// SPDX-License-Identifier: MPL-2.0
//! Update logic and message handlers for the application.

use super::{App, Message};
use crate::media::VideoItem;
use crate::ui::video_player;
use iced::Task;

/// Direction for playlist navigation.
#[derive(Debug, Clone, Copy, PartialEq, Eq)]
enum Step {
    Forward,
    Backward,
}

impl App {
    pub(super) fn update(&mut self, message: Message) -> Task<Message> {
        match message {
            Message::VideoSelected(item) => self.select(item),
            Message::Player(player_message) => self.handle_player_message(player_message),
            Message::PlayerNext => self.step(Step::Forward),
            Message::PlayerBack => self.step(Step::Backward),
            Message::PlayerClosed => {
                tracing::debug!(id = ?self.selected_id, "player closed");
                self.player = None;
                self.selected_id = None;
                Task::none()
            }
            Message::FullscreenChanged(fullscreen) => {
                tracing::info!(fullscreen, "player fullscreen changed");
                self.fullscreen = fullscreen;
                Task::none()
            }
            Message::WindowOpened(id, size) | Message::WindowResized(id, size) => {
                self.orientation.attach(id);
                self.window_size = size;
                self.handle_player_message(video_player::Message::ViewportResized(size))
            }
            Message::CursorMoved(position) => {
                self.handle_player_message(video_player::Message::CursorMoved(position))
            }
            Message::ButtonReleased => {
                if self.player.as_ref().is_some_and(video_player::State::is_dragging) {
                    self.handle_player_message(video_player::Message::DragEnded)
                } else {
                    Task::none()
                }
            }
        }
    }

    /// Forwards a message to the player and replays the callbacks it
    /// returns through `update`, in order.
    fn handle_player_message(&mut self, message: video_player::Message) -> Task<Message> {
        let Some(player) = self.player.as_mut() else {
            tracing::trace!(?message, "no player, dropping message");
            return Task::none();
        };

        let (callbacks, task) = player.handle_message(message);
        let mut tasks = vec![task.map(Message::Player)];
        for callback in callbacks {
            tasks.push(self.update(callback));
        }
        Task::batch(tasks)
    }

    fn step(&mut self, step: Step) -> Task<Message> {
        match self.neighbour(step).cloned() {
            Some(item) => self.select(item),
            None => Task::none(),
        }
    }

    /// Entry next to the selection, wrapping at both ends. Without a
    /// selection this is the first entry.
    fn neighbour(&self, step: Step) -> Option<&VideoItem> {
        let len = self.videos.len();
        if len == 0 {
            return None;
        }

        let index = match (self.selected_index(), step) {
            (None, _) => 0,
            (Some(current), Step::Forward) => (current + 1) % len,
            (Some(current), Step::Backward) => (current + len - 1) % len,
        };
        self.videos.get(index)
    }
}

**Brief:** Return the entries above unchanged, starting at the first line and stopping after the line with "for playlist navigation.".

**Result for this task:**
// SPDX-License-Identifier: MPL-2.0
//! Update logic and message handlers for the application.

use super::{App, Message};
use crate::media::VideoItem;
use crate::ui::video_player;
use iced::Task;

/// Direction for playlist navigation.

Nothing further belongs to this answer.